The easiest example is the small-angle limit of the classical Bell inequality, which is probably the case where Bell noticed the violation first, since he mentions it explicitly as a particularly intuitive limit in his paper.
The situation is this: I have a machine that sends out two particles to two far away detectors. I can measure a yes/no quantity in 1 of 3 directions A,B,C. I notice the following:
- A,B,C always give the same answer on the two particles, so that they are 100% correlated.
- If I measure A on one particle and B on the other, the results are 99% correlated, so that 1% of the answers are different.
- If I measure B on one particle and C on the other, the results are 99% correlated, so taht only 1% of the answers are different between B and C.
Thinking classically, there are some variables determining the outcome of the measurements. Whatever these variables, they are the same in the two particles regarding the outcome of A,B,C (so as to reproduce point 1), and they are 99% correlated between the outcome of A and B, and between the outcomes of B and C.
This means that 99% of the time, the variable for A is the same as the variable for B, and 99% of the time the variable for B is the same as the variable for C. The largest fraction of the time that C can be different from A is then 98%, assuming that all the mismatching situations are disjoint.
But in quantum mechanics, when you do this, the results are 96% correlated! This might look like a small violation, but it is double the maximum allowed mismatch, so it's proportionately a big violation.
The experimental way to set this up is to consider a spin state of two electrons where they are fully entangled in a spin-singlet, so that the measurement of spin in three nearby directions A,B,C are always opposite. In order to make the situation exactly parallel to what I said above, you have to flip the results on one of the particles to make them 100% correlated instead of anti-correlated.
Now measuring one particle collapses the other to a definite spin state, and the probability of getting a mismatched spin in direction $\theta$ goes as the |sin(\theta/2)|^2 which goes as $|\theta^2|$. if you adjust the $\theta$ to make the probability of A and B mismatching 1%, you have the same $\theta$ between B and C, and so the angle between A and C is doubled.

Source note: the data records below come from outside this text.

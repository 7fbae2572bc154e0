pub mod api;
pub mod config;
pub mod extractor;
pub mod handlers;
pub mod jobs;
pub mod ledger;
pub mod model;
pub mod observability;
pub mod parser;
pub mod pipeline;
pub mod platform;
pub mod proto;
pub mod queue;
pub mod scrape;
pub mod validation;
pub mod worker;
use scraper::{Html, Selector};
use std::collections::{BTreeMap, HashSet};

use super::{RenderedPage, ScrapedSite};
use crate::extractor::collapse_whitespace;

const HIDDEN_TAGS: [&str; 3] = ["script", "style", "noscript"];

pub(super) fn build_site(page: &RenderedPage, max_text_chars: usize, max_links: usize) -> ScrapedSite {
    let document = Html::parse_document(&page.html);

    ScrapedSite {
        url: page.url.to_string(),
        title: title(&document),
        meta: meta_tags(&document),
        text: visible_text(&document).chars().take(max_text_chars).collect(),
        links: outbound_links(&document, page, max_links),
        html: page.html.clone(),
    }
}

fn title(document: &Html) -> String {
    Selector::parse("title")
        .ok()
        .and_then(|sel| document.select(&sel).next().map(|t| collapse_whitespace(t.text())))
        .unwrap_or_default()
}

/// `name`/`property`/`http-equiv` → `content`; first occurrence wins
fn meta_tags(document: &Html) -> BTreeMap<String, String> {
    let mut meta = BTreeMap::new();
    let Ok(selector) = Selector::parse("meta[content]") else {
        return meta;
    };

    for element in document.select(&selector) {
        let attrs = element.value();
        let key = attrs
            .attr("name")
            .or_else(|| attrs.attr("property"))
            .or_else(|| attrs.attr("http-equiv"));

        if let (Some(key), Some(content)) = (key, attrs.attr("content")) {
            meta.entry(key.to_ascii_lowercase())
                .or_insert_with(|| content.trim().to_string());
        }
    }

    meta
}

/// Body text with script/style/noscript content removed
fn visible_text(document: &Html) -> String {
    let root = Selector::parse("body")
        .ok()
        .and_then(|sel| document.select(&sel).next())
        .unwrap_or_else(|| document.root_element());

    let pieces = root.descendants().filter_map(|node| {
        let text = node.value().as_text()?;
        let hidden = node.ancestors().any(|ancestor| {
            ancestor
                .value()
                .as_element()
                .is_some_and(|el| HIDDEN_TAGS.contains(&el.name()))
        });
        (!hidden).then_some(&**text)
    });

    collapse_whitespace(pieces)
}

fn outbound_links(document: &Html, page: &RenderedPage, max_links: usize) -> Vec<String> {
    let Ok(selector) = Selector::parse("a[href]") else {
        return Vec::new();
    };

    let mut seen = HashSet::new();
    document
        .select(&selector)
        .filter_map(|el| el.value().attr("href"))
        .filter_map(|href| page.url.join(href.trim()).ok())
        .filter(|url| matches!(url.scheme(), "http" | "https"))
        .map(String::from)
        .filter(|url| seen.insert(url.clone()))
        .take(max_links)
        .collect()
}
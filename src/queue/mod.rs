pub mod broker;
pub mod store;

pub use broker::{JobBroker, TaskEnvelope};
pub use store::{FjallQueue, QueueError};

When you double $\theta$, you get 4 times the mismatch, because the probability goes as the angle squared.
From this you see that the problem is fundamental to the squaring of amplitudes, and any fix would require a mismatch in probability which is a sharp-turn type thing like $|\theta|$, where doubling the angle doubles the mismatch. This is clearly incompatible with the basis rotational invariance in quantum mechanics.
This is the intuitively simplest violation, in the spirit of Bell. Mermin presented things much in this way, but the small angle limit is important, because it makes the mathematics obvious as day.